Décision contraignante du Conseil d’État
Le Conseil d’État a rendu une décision contraignante. La saisine remonte à plus d’un an. Les associations dénonçaient une rupture d’accès aux droits. La plateforme ANEF est obligatoire depuis 2021. Elle centralise les demandes de titres de séjour. Son fonctionnement est jugé gravement défaillant. Les usagers signalent des blocages fréquents. Les demandes de renouvellement échouent souvent. Des dossiers restent bloqués sans traitement. Aucune attestation de prolongation n’est délivrée. Les associations parlent d’un système techniquement limité.
Conséquences administratives et sociales majeures
Les conséquences sont lourdes pour les étrangers. Des personnes perdent leur emploi faute de titre. D’autres se retrouvent en situation irrégulière. Cela arrive malgré un dossier déposé à temps.

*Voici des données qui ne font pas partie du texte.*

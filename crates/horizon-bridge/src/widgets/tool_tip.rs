//! Tooltips.
//!
//! A [`ToolTip`] is a small window owned by a [`Shell`], shown on demand at
//! a location. `BALLOON` tooltips draw a pointer towards the location; at
//! most one of `ICON_ERROR`, `ICON_INFORMATION` and `ICON_WARNING` selects
//! the icon. With auto-hide on (the default) a shown tooltip hides itself
//! after [`AUTO_HIDE_DELAY`].
//!
//! A tooltip can also be attached to a [`TrayItem`](super::TrayItem), which
//! then positions it next to the tray icon.

use std::sync::{Arc, Weak};
use std::time::Duration;

use parking_lot::Mutex;

use horizon_bridge_core::logging::targets;
use horizon_bridge_core::{
    Event, EventType, Handle, HandleClass, NativeCommand, NativeSignal, NativeWidget, Result,
    SignalKind, Style, TimerId, Widget, WidgetBuilder, WidgetCore,
};

use super::Shell;

/// How long an auto-hiding tooltip stays visible.
pub const AUTO_HIDE_DELAY: Duration = Duration::from_secs(5);

const TOOL_TIP_SIGNALS: &[SignalKind] = &[SignalKind::Clicked, SignalKind::Hide];

const ICON_STYLES: [Style; 3] = [Style::ICON_ERROR, Style::ICON_INFORMATION, Style::ICON_WARNING];

struct ToolTipState {
    text: String,
    message: String,
    visible: bool,
    auto_hide: bool,
    location: (i32, i32),
    hide_timer: Option<TimerId>,
}

struct ToolTipInner {
    core: WidgetCore,
    state: Mutex<ToolTipState>,
}

/// A tooltip window.
#[derive(Clone)]
pub struct ToolTip {
    inner: Arc<ToolTipInner>,
}

/// Keep the first icon bit of `style` and clear the others.
fn check_icon(style: Style) -> Style {
    if ICON_STYLES.iter().any(|icon| style.has(*icon)) {
        style.check_bits(&ICON_STYLES)
    } else {
        style
    }
}

impl ToolTip {
    /// Create a hidden tooltip owned by `parent`.
    pub fn new(parent: &Shell, style: Style) -> Result<Self> {
        let display = parent.core().check_widget()?;
        let inner = WidgetBuilder::new(&display, "ToolTip", check_icon(style))
            .parent(parent.core())
            .handle(HandleClass::TooltipWindow)
            .build(|core| ToolTipInner {
                core,
                state: Mutex::new(ToolTipState {
                    text: String::new(),
                    message: String::new(),
                    visible: false,
                    auto_hide: true,
                    location: (0, 0),
                    hide_timer: None,
                }),
            })?;
        Ok(Self { inner })
    }

    /// The title.
    pub fn text(&self) -> Result<String> {
        self.inner.core.check_widget()?;
        Ok(self.inner.state.lock().text.clone())
    }

    /// Set the title.
    pub fn set_text(&self, text: impl Into<String>) -> Result<()> {
        self.inner.core.check_widget()?;
        let text = text.into();
        self.inner.state.lock().text.clone_from(&text);
        self.inner.core.apply(NativeCommand::SetText(text))
    }

    /// The body text.
    pub fn message(&self) -> Result<String> {
        self.inner.core.check_widget()?;
        Ok(self.inner.state.lock().message.clone())
    }

    /// Set the body text.
    pub fn set_message(&self, message: impl Into<String>) -> Result<()> {
        self.inner.core.check_widget()?;
        let message = message.into();
        self.inner.state.lock().message.clone_from(&message);
        self.inner.core.apply(NativeCommand::SetMessage(message))
    }

    /// Whether the tooltip hides itself after a delay.
    pub fn auto_hide(&self) -> Result<bool> {
        self.inner.core.check_widget()?;
        Ok(self.inner.state.lock().auto_hide)
    }

    /// Turn auto-hide on or off. Turning it off keeps a visible tooltip up.
    pub fn set_auto_hide(&self, auto_hide: bool) -> Result<()> {
        let display = self.inner.core.check_widget()?;
        let timer = {
            let mut state = self.inner.state.lock();
            state.auto_hide = auto_hide;
            if auto_hide { None } else { state.hide_timer.take() }
        };
        if let Some(timer) = timer {
            display.cancel_timer(timer)?;
        }
        self.inner.core.apply(NativeCommand::SetAutoHide(auto_hide))
    }

    /// Where the tooltip points, in display coordinates.
    pub fn location(&self) -> Result<(i32, i32)> {
        self.inner.core.check_widget()?;
        Ok(self.inner.state.lock().location)
    }

    /// Move the tooltip.
    pub fn set_location(&self, x: i32, y: i32) -> Result<()> {
        self.inner.core.check_widget()?;
        self.inner.state.lock().location = (x, y);
        self.inner.core.apply(NativeCommand::SetLocation { x, y })
    }

    /// Whether the tooltip is showing.
    pub fn is_visible(&self) -> Result<bool> {
        self.inner.core.check_widget()?;
        Ok(self.inner.state.lock().visible)
    }

    /// Show or hide the tooltip.
    pub fn set_visible(&self, visible: bool) -> Result<()> {
        let display = self.inner.core.check_widget()?;
        let (changed, stale, auto_hide) = {
            let mut state = self.inner.state.lock();
            let changed = state.visible != visible;
            state.visible = visible;
            (changed, state.hide_timer.take(), state.auto_hide)
        };
        if let Some(timer) = stale {
            display.cancel_timer(timer)?;
        }
        if changed {
            self.inner.core.apply(NativeCommand::SetVisible(visible))?;
        }
        if visible && auto_hide {
            let weak = Arc::downgrade(&self.inner);
            let timer = display.timer_exec(AUTO_HIDE_DELAY, move || hide_expired(&weak))?;
            self.inner.state.lock().hide_timer = Some(timer);
        }
        Ok(())
    }
}

/// Timer callback of an auto-hiding tooltip.
fn hide_expired(weak: &Weak<ToolTipInner>) {
    let Some(inner) = weak.upgrade() else {
        return;
    };
    if inner.core.is_disposed() {
        return;
    }
    {
        let mut state = inner.state.lock();
        state.hide_timer = None;
        if !state.visible {
            return;
        }
        state.visible = false;
    }
    if let Err(err) = inner.core.apply(NativeCommand::SetVisible(false)) {
        tracing::warn!(target: targets::WIDGET, id = ?inner.core.id(), error = %err, "failed to hide tooltip");
    }
}

impl NativeWidget for ToolTipInner {
    fn core(&self) -> &WidgetCore {
        &self.core
    }

    fn signals(&self, class: HandleClass) -> &'static [SignalKind] {
        match class {
            HandleClass::TooltipWindow => TOOL_TIP_SIGNALS,
            _ => &[],
        }
    }

    fn handle_signal(&self, _handle: Handle, signal: &NativeSignal) -> Result<()> {
        match signal {
            NativeSignal::Clicked => {
                self.core.send_event(Event::new(EventType::Selection))?;
                Ok(())
            }
            NativeSignal::Hide => {
                self.state.lock().visible = false;
                Ok(())
            }
            _ => Ok(()),
        }
    }

    fn release_widget(&self) {
        let timer = self.state.lock().hide_timer.take();
        if let (Some(timer), Ok(display)) = (timer, self.core.display()) {
            let _ = display.cancel_timer(timer);
        }
    }
}

impl Widget for ToolTip {
    fn core(&self) -> &WidgetCore {
        &self.inner.core
    }
}

impl PartialEq for ToolTip {
    fn eq(&self, other: &Self) -> bool {
        Arc::ptr_eq(&self.inner, &other.inner)
    }
}

impl std::fmt::Debug for ToolTip {
    fn fmt(&self, f: &mut std::fmt::Formatter<'_>) -> std::fmt::Result {
        f.debug_struct("ToolTip").field("core", &self.inner.core).finish()
    }
}

#[cfg(test)]
mod tests {
    use super::*;
    use horizon_bridge_core::{
        Display, DisplayRegistry, Disposable, EventSource, HeadlessController, HeadlessToolkit,
        NativeHandleOwner,
    };
    use std::sync::atomic::{AtomicUsize, Ordering};

    fn setup(style: Style) -> (DisplayRegistry, Display, HeadlessController, ToolTip) {
        let registry = DisplayRegistry::new();
        let toolkit = HeadlessToolkit::new();
        let controller = toolkit.controller();
        let display = Display::builder(&registry).toolkit(toolkit).build().unwrap();
        let shell = Shell::new(&display, Style::NONE).unwrap();
        let tool_tip = ToolTip::new(&shell, style).unwrap();
        (registry, display, controller, tool_tip)
    }

    #[test]
    fn test_icon_styles_are_exclusive() {
        assert_eq!(check_icon(Style::BALLOON), Style::BALLOON);
        let style = check_icon(Style::ICON_WARNING | Style::ICON_ERROR | Style::BALLOON);
        assert!(style.has(Style::ICON_ERROR));
        assert!(!style.has(Style::ICON_WARNING));
        assert!(style.has(Style::BALLOON));
    }

    #[test]
    fn test_text_message_location() {
        let (_registry, display, controller, tool_tip) = setup(Style::BALLOON);
        let handle = tool_tip.handle().unwrap().unwrap();
        assert_eq!(
            controller.class_of(handle),
            Some(HandleClass::TooltipWindow)
        );
        tool_tip.set_text("Update").unwrap();
        tool_tip.set_message("A new version is available").unwrap();
        assert_eq!(tool_tip.text().unwrap(), "Update");
        assert_eq!(
            controller.last_command(handle),
            Some(NativeCommand::SetMessage("A new version is available".into()))
        );
        tool_tip.set_location(40, 12).unwrap();
        assert_eq!(tool_tip.location().unwrap(), (40, 12));
        display.dispose().unwrap();
    }

    #[test]
    fn test_visibility_without_auto_hide() {
        let (_registry, display, controller, tool_tip) = setup(Style::NONE);
        let handle = tool_tip.handle().unwrap().unwrap();
        assert!(tool_tip.auto_hide().unwrap());
        tool_tip.set_auto_hide(false).unwrap();
        tool_tip.set_visible(true).unwrap();
        assert!(tool_tip.is_visible().unwrap());
        assert_eq!(
            controller.last_command(handle),
            Some(NativeCommand::SetVisible(true))
        );

        controller.emit(handle, NativeSignal::Hide);
        while display.read_and_dispatch().unwrap() {}
        assert!(!tool_tip.is_visible().unwrap());
        display.dispose().unwrap();
    }

    #[test]
    fn test_hide_timer_expires() {
        let (_registry, display, _controller, tool_tip) = setup(Style::NONE);
        tool_tip.set_visible(true).unwrap();
        let weak = Arc::downgrade(&tool_tip.inner);
        hide_expired(&weak);
        assert!(!tool_tip.is_visible().unwrap());
        display.dispose().unwrap();
    }

    #[test]
    fn test_click_sends_selection() {
        let (_registry, display, controller, tool_tip) = setup(Style::BALLOON);
        let handle = tool_tip.handle().unwrap().unwrap();
        let clicks = Arc::new(AtomicUsize::new(0));
        let counter = clicks.clone();
        tool_tip
            .on(EventType::Selection, move |_| {
                counter.fetch_add(1, Ordering::SeqCst);
            })
            .unwrap();
        controller.emit(handle, NativeSignal::Clicked);
        while display.read_and_dispatch().unwrap() {}
        assert_eq!(clicks.load(Ordering::SeqCst), 1);

        tool_tip.dispose().unwrap();
        assert!(!controller.is_alive(handle));
        display.dispose().unwrap();
    }
}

La Défenseure des droits a alerté en 2024. Elle constate une hausse de 400 % des réclamations. Cette hausse concerne la période 2020 à 2024. Le Conseil d’État impose six mesures à l’État. La première est la délivrance systématique d’une attestation. Elle sera donnée dès le dépôt du dossier. La deuxième garantit un accès effectif à la plateforme. La troisième permet le dépôt de plusieurs demandes simultanées. La quatrième autorise la modification des données personnelles. La cinquième met en place un suivi individuel des dossiers. La sixième prévoit des sanctions en cas de retard.

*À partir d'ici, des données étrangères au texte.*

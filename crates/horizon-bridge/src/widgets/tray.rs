//! The system tray.
//!
//! Each display has at most one [`Tray`], obtained with [`Tray::system`].
//! It has no native handle of its own; every [`TrayItem`] owns a status
//! icon.
//!
//! A click on an icon sends `Selection`, a double click sends
//! `DefaultSelection`, and a context-menu request sends `MenuDetect` with
//! the pointer location, so the application can open a pop-up
//! [`Menu`](super::Menu) there.

use std::sync::{Arc, Weak};

use parking_lot::Mutex;

use horizon_bridge_core::logging::targets;
use horizon_bridge_core::{
    Display, Error, Event, EventType, Handle, HandleClass, NativeCommand, NativeSignal,
    NativeWidget, Result, SignalKind, Style, Widget, WidgetBuilder, WidgetCore,
};

use super::{ToolTip, check_index, to_count, to_index};

/// Display data key under which the tray is kept.
const TRAY_KEY: &str = "horizon_bridge.tray";

const ITEM_SIGNALS: &[SignalKind] = &[
    SignalKind::Activate,
    SignalKind::ButtonPress,
    SignalKind::PopupMenu,
];

struct TrayInner {
    core: WidgetCore,
    items: Mutex<Vec<TrayItem>>,
}

/// The display's system tray.
#[derive(Clone)]
pub struct Tray {
    inner: Arc<TrayInner>,
}

impl Tray {
    /// The tray of `display`, created on first use.
    pub fn system(display: &Display) -> Result<Self> {
        if let Some(tray) = display.data_for::<Tray>(TRAY_KEY)?
            && !tray.inner.core.is_disposed()
        {
            return Ok(Tray::clone(&tray));
        }
        let inner = WidgetBuilder::new(display, "Tray", Style::NONE).build(|core| TrayInner {
            core,
            items: Mutex::new(Vec::new()),
        })?;
        let tray = Self { inner };
        display.set_data_for(TRAY_KEY, tray.clone())?;
        tracing::debug!(target: targets::WIDGET, id = ?tray.inner.core.id(), "system tray created");
        Ok(tray)
    }

    /// The item at `index`.
    pub fn item(&self, index: i32) -> Result<TrayItem> {
        self.inner.core.check_widget()?;
        let items = self.inner.items.lock();
        let index = check_index(index, items.len())?;
        Ok(items[index].clone())
    }

    /// Every item, in creation order.
    pub fn items(&self) -> Result<Vec<TrayItem>> {
        self.inner.core.check_widget()?;
        Ok(self.inner.items.lock().clone())
    }

    /// The number of items.
    pub fn item_count(&self) -> Result<i32> {
        self.inner.core.check_widget()?;
        Ok(to_count(self.inner.items.lock().len()))
    }

    /// The position of `item`, or `-1`.
    pub fn index_of(&self, item: &TrayItem) -> Result<i32> {
        self.inner.core.check_widget()?;
        let items = self.inner.items.lock();
        Ok(to_index(items.iter().position(|i| i == item)))
    }
}

impl NativeWidget for TrayInner {
    fn core(&self) -> &WidgetCore {
        &self.core
    }

    fn release_widget(&self) {
        self.items.lock().clear();
    }
}

impl Widget for Tray {
    fn core(&self) -> &WidgetCore {
        &self.inner.core
    }
}

impl PartialEq for Tray {
    fn eq(&self, other: &Self) -> bool {
        Arc::ptr_eq(&self.inner, &other.inner)
    }
}

impl std::fmt::Debug for Tray {
    fn fmt(&self, f: &mut std::fmt::Formatter<'_>) -> std::fmt::Result {
        f.debug_struct("Tray").field("core", &self.inner.core).finish()
    }
}

// ============================================================================
// TrayItem
// ============================================================================

struct TrayItemState {
    tool_tip_text: Option<String>,
    visible: bool,
    tool_tip: Option<ToolTip>,
}

struct TrayItemInner {
    core: WidgetCore,
    parent: Weak<TrayInner>,
    state: Mutex<TrayItemState>,
}

/// An icon in the [`Tray`].
#[derive(Clone)]
pub struct TrayItem {
    inner: Arc<TrayItemInner>,
}

impl TrayItem {
    /// Add a visible icon to `parent`.
    pub fn new(parent: &Tray, style: Style) -> Result<Self> {
        let display = parent.core().check_widget()?;
        let inner = WidgetBuilder::new(&display, "TrayItem", style)
            .parent(parent.core())
            .handle(HandleClass::StatusIcon)
            .build(|core| TrayItemInner {
                core,
                parent: Arc::downgrade(&parent.inner),
                state: Mutex::new(TrayItemState {
                    tool_tip_text: None,
                    visible: true,
                    tool_tip: None,
                }),
            })?;
        let item = Self { inner };
        parent.inner.items.lock().push(item.clone());
        Ok(item)
    }

    /// The tray containing this item.
    pub fn parent(&self) -> Result<Tray> {
        self.inner.core.check_widget()?;
        self.inner
            .parent
            .upgrade()
            .map(|inner| Tray { inner })
            .ok_or(Error::WidgetDisposed)
    }

    /// The text shown when hovering the icon.
    pub fn tool_tip_text(&self) -> Result<Option<String>> {
        self.inner.core.check_widget()?;
        Ok(self.inner.state.lock().tool_tip_text.clone())
    }

    /// Set or clear the hover text.
    pub fn set_tool_tip_text(&self, text: Option<&str>) -> Result<()> {
        self.inner.core.check_widget()?;
        self.inner.state.lock().tool_tip_text = text.map(str::to_owned);
        self.inner
            .core
            .apply(NativeCommand::SetText(text.unwrap_or_default().to_owned()))
    }

    /// Whether the icon is shown.
    pub fn is_visible(&self) -> Result<bool> {
        self.inner.core.check_widget()?;
        Ok(self.inner.state.lock().visible)
    }

    /// Show or hide the icon. Sends `Show` or `Hide` when it changes.
    pub fn set_visible(&self, visible: bool) -> Result<()> {
        self.inner.core.check_widget()?;
        {
            let mut state = self.inner.state.lock();
            if state.visible == visible {
                return Ok(());
            }
            state.visible = visible;
        }
        self.inner.core.apply(NativeCommand::SetVisible(visible))?;
        let event_type = if visible {
            EventType::Show
        } else {
            EventType::Hide
        };
        self.inner.core.send_event(Event::new(event_type))?;
        Ok(())
    }

    /// The attached balloon tooltip.
    pub fn tool_tip(&self) -> Result<Option<ToolTip>> {
        self.inner.core.check_widget()?;
        let tool_tip = self.inner.state.lock().tool_tip.clone();
        Ok(tool_tip.filter(|tool_tip| !tool_tip.core().is_disposed()))
    }

    /// Attach or detach a tooltip shown next to the icon.
    pub fn set_tool_tip(&self, tool_tip: Option<&ToolTip>) -> Result<()> {
        self.inner.core.check_widget()?;
        let handle = match tool_tip {
            Some(tool_tip) => {
                tool_tip.core().check_widget()?;
                tool_tip.core().handle()
            }
            None => None,
        };
        self.inner.state.lock().tool_tip = tool_tip.cloned();
        self.inner.core.apply(NativeCommand::AttachToolTip(handle))
    }
}

impl TrayItemInner {
    fn on_button_press(&self, count: u32) -> Result<()> {
        if count == 2 {
            self.core
                .send_event(Event::new(EventType::DefaultSelection))?;
        }
        Ok(())
    }
}

impl NativeWidget for TrayItemInner {
    fn core(&self) -> &WidgetCore {
        &self.core
    }

    fn signals(&self, class: HandleClass) -> &'static [SignalKind] {
        match class {
            HandleClass::StatusIcon => ITEM_SIGNALS,
            _ => &[],
        }
    }

    fn handle_signal(&self, _handle: Handle, signal: &NativeSignal) -> Result<()> {
        match signal {
            NativeSignal::Activate => {
                self.core.send_event(Event::new(EventType::Selection))?;
                Ok(())
            }
            NativeSignal::ButtonPress { count, .. } => self.on_button_press(*count),
            NativeSignal::PopupMenu { x, y } => {
                self.core
                    .send_event(Event::new(EventType::MenuDetect).with_location(*x, *y))?;
                Ok(())
            }
            _ => Ok(()),
        }
    }

    fn release_widget(&self) {
        self.state.lock().tool_tip = None;
        if let Some(tray) = self.parent.upgrade() {
            let id = self.core.id();
            tray.items.lock().retain(|item| item.inner.core.id() != id);
        }
    }
}

impl Widget for TrayItem {
    fn core(&self) -> &WidgetCore {
        &self.inner.core
    }
}

impl PartialEq for TrayItem {
    fn eq(&self, other: &Self) -> bool {
        Arc::ptr_eq(&self.inner, &other.inner)
    }
}

impl std::fmt::Debug for TrayItem {
    fn fmt(&self, f: &mut std::fmt::Formatter<'_>) -> std::fmt::Result {
        f.debug_struct("TrayItem")
            .field("core", &self.inner.core)
            .finish()
    }
}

Les associations saluent une reconnaissance des préjudices subis. Le ministère de l’Intérieur travaille sur des corrections techniques. Une enveloppe de 15 millions d’euros est débloquée. Quatre-vingts agents vont être recrutés. La plateforme n’était pas dimensionnée pour l’afflux post-Covid. En 2025, 1,2 million de titres ont été demandés. La capacité nominale était de 600 000 demandes. La décision du Conseil d’État est contraignante. L’État s’expose à des astreintes financières. Le gouvernement espère une stabilisation fin 2026. Les usagers attendent un service fiable et rapide.